Do sports stars give up a right to privacy with their success? Do journalists have a right to ask them about their personal lives? One week after the media spectacle that is the AFL Grand Final, join our panellists as they discuss where the line between personal and public lives should be drawn.
This event is also available for booking as part of the Saturday Day Pass.
Featuring
Bill Birnbauer
Bill Birnbauer is an award-winning journalist and journalism academic. He worked for more than three decades as a reporter and editor at the Age and Sunday Age before moving to Monash University as a senior lecturer in journalism in 2008. He is a published author and has co-produced two television documentaries.
Bill is revising a PhD on the creation, operation and sustainability of non-profit investigative reporting centres in the United States. He is the executive editor of two online publications that feature student journalism, including mojonews.com.au. Bill also is a black belt in aikido, a non-violent martial art.
Matt Pinkney
Matt Pinkney is a Walkley Award-winning journalist who specialises in content strategy across digital, broadcast and print.

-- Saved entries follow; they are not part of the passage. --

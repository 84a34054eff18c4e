use marketplace::{ constants::MAX_PAGE_SIZE, error::ErrorCode, validate };
use soroban_sdk::{ contract, contractimpl, contractmeta, log, panic_with_error, Address, Env, Vec };

use crate::{
    controller::{ bid, listing, settlement },
    events::AuctionEvents,
    ledger::AuctionLedgerTrait,
    storage::{
        get_active_auction,
        get_auction,
        get_auction_counter,
        get_config,
        get_escrow_balance,
        is_initialized,
        save_config,
        Auction,
        Config,
    },
};

contractmeta!(
    key = "Description",
    val = "English auctions for verified NFTs with escrowed bids and refunds"
);

#[contract]
pub struct AuctionLedger;

#[contractimpl]
impl AuctionLedgerTrait for AuctionLedger {
    fn initialize(
        env: Env,
        admin: Address,
        verification_registry: Address,
        bid_token: Address,
        min_duration_minutes: u64,
        max_duration_minutes: u64
    ) -> Result<(), ErrorCode> {
        if is_initialized(&env) {
            log!(&env, "Auction Ledger: Initialize: initializing contract twice is not allowed");
            panic_with_error!(&env, ErrorCode::AlreadyInitialized);
        }

        let config = Config {
            admin: admin.clone(),
            verification_registry: verification_registry.clone(),
            bid_token: bid_token.clone(),
            min_duration_minutes,
            max_duration_minutes,
        };
        config.validate(&env)?;
        save_config(&env, &config);

        AuctionEvents::initialize(&env, admin, verification_registry, bid_token);
        Ok(())
    }

    fn update_config(
        env: Env,
        admin: Address,
        new_admin: Option<Address>,
        verification_registry: Option<Address>,
        min_duration_minutes: Option<u64>,
        max_duration_minutes: Option<u64>
    ) -> Result<(), ErrorCode> {
        admin.require_auth();

        let mut config = get_config(&env)?;
        validate!(
            &env,
            config.admin == admin,
            ErrorCode::NotAuthorized,
            "Auction Ledger: You are not authorized!"
        )?;

        if let Some(new_admin) = new_admin {
            config.admin = new_admin;
        }
        if let Some(verification_registry) = verification_registry {
            config.verification_registry = verification_registry;
        }
        if let Some(min_duration_minutes) = min_duration_minutes {
            config.min_duration_minutes = min_duration_minutes;
        }
        if let Some(max_duration_minutes) = max_duration_minutes {
            config.max_duration_minutes = max_duration_minutes;
        }
        config.validate(&env)?;

        save_config(&env, &config);

        AuctionEvents::config_updated(
            &env,
            config.admin,
            config.min_duration_minutes,
            config.max_duration_minutes
        );
        Ok(())
    }

    // ################################################################
    //                             SELLERS
    // ################################################################

    fn create_auction(
        env: Env,
        creator: Address,
        nft_contract: Address,
        token_id: u64,
        start_price: i128,
        duration_minutes: u64
    ) -> Result<u64, ErrorCode> {
        creator.require_auth();

        let config = get_config(&env)?;
        let auction = listing::open_auction(
            &env,
            &config,
            creator,
            nft_contract,
            token_id,
            start_price,
            duration_minutes
        )?;

        AuctionEvents::auction_created(
            &env,
            auction.creator,
            auction.id,
            auction.nft_contract,
            auction.token_id,
            auction.start_price,
            auction.end_time
        );
        Ok(auction.id)
    }

    fn cancel_auction(env: Env, caller: Address, auction_id: u64) -> Result<(), ErrorCode> {
        caller.require_auth();

        let mut auction = get_auction(&env, auction_id)?;
        settlement::cancel(&env, &mut auction, &caller)?;

        AuctionEvents::auction_cancelled(&env, auction.creator, auction_id);
        Ok(())
    }

    // ################################################################
    //                             BIDDERS
    // ################################################################

    fn bid(env: Env, bidder: Address, auction_id: u64, amount: i128) -> Result<(), ErrorCode> {
        bidder.require_auth();

        let config = get_config(&env)?;
        let mut auction = get_auction(&env, auction_id)?;
        let displaced = bid::place_bid(&env, &config, &mut auction, bidder.clone(), amount)?;

        if let Some((previous_bidder, previous_amount)) = displaced {
            AuctionEvents::bid_refunded(&env, previous_bidder, auction_id, previous_amount);
        }
        AuctionEvents::bid_placed(&env, bidder, auction_id, amount);
        Ok(())
    }

    fn finalize_auction(env: Env, caller: Address, auction_id: u64) -> Result<(), ErrorCode> {
        // anyone may settle an expired auction
        caller.require_auth();

        let config = get_config(&env)?;
        let mut auction = get_auction(&env, auction_id)?;
        settlement::finalize(&env, &config, &mut auction)?;

        AuctionEvents::auction_finalized(
            &env,
            auction_id,
            auction.highest_bidder,
            auction.highest_bid
        );
        Ok(())
    }

    // ################################################################
    //                             QUERIES
    // ################################################################

    fn auction_counter(env: Env) -> u64 {
        get_auction_counter(&env)
    }

    fn get_auction(env: Env, auction_id: u64) -> Result<Auction, ErrorCode> {
        get_auction(&env, auction_id)
    }

    fn query_auctions(env: Env, start_id: u64, limit: u32) -> Vec<Auction> {
        let mut auctions = Vec::new(&env);
        let counter = get_auction_counter(&env);
        let mut id = start_id.max(1);

        while id <= counter && auctions.len() < limit.min(MAX_PAGE_SIZE) {
            if let Ok(auction) = get_auction(&env, id) {
                auctions.push_back(auction);
            }
            id += 1;
        }

        auctions
    }

    fn query_active_auction(env: Env, nft_contract: Address, token_id: u64) -> Option<u64> {
        get_active_auction(&env, &nft_contract, token_id)
    }

    fn query_escrow_balance(env: Env) -> i128 {
        get_escrow_balance(&env)
    }

    fn query_config(env: Env) -> Result<Config, ErrorCode> {
        get_config(&env)
    }

    fn query_admin(env: Env) -> Result<Address, ErrorCode> {
        Ok(get_config(&env)?.admin)
    }
}
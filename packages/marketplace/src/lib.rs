#![no_std]

pub mod constants;
pub mod error;
pub mod interfaces;
pub mod macros;
pub mod math;
pub mod types;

In 2012, he joined the AFL as its founding Head of Content. In this role, he has been responsible for creating a dynamic newsroom, setting content strategies across all platforms and implementing cultural change as the AFL moves from client publisher to major multi-media news and feature service. The AFL’s content platforms have grown to become Australia’s biggest digital sports network, with more than 4 million weekly unique viewers in-season.
In a 23 year career with News Limited, he was a political bureau chief, senior writer, European correspondent and digital editor. He also created Australia's biggest sports fantasy game, SuperCoach.
Natalie Hickey
Natalie is a barrister with a keen interest in media related and sports law matters.
Natalie has her own legal website called The Social Litigator. Her aim is to demystify the law, particularly in relation to sporting issues that have captured the public eye, such as the long running Essendon Football Club and ASADA saga.
A former partner of King & Wood Mallesons, Natalie has represented clients in all kinds of disputes, including in the sporting context. She has learnt that what is invisible to the human eye can be of greatest value to its owner (privacy, freedom, reputation and goodwill).
Natalie has been recognised as a leading lawyer in such publications as Best Lawyers Australia 2010–2013, Chambers Asia-Pacific 2012–2014 and The World Trademark Review 1000 2013–2014.
Tom Heenan
Tom Heenan teaches sports studies at Monash University's National Centre for Australian Studies. He has written widely on sport, both academically and in the press. His articles have appeared in Fairfax and News Corporation publications, and he is a regular contributor to the New Daily. He has also provided comment on sporting matters for local, national and international radio and television outlets.
A historian by trade, Tom has written a biography on the radical Australian journalist Wilfred Burchett, and with David Dunstan has just completed a biographical study of Sir Donald Bradman that will be published by Routledge later this year.
He is currently writing a history of Australia's cricketing ties with South Asia, and investigating the impact of organised criminal and terror networks on South Asian and international cricket.
Louise Milligan
Louise Milligan is a multi-award-winning investigative journalist for ABC TV Four Corners and an author. Her investigation for ABC TV and her Walkley-award-winning book, Cardinal, broke international news. Her story “I Am ...
Terry Wallace
Terry Wallace is a former AFL player, former AFL coach, businessman and media commentator. As an AFL player who achieved great success with the Hawthorn Football Club, he was a key member of eight Grand Finals and five Premiership victories. Over his playing career, he also played for the Western Bulldogs where he achieved two Best and Fairest awards. As both a player and the coach of the Western Bulldogs, Terry received All Australian honours.
Terry was also the inaugural state sales manager of the first satellite television network in Australia, Sky Channel, born out of GTV 9.
Currently, Terry hosts nightly radio show SportsDay, appears weekly on Sky News and is a member of the Channel 9 Future Stars program.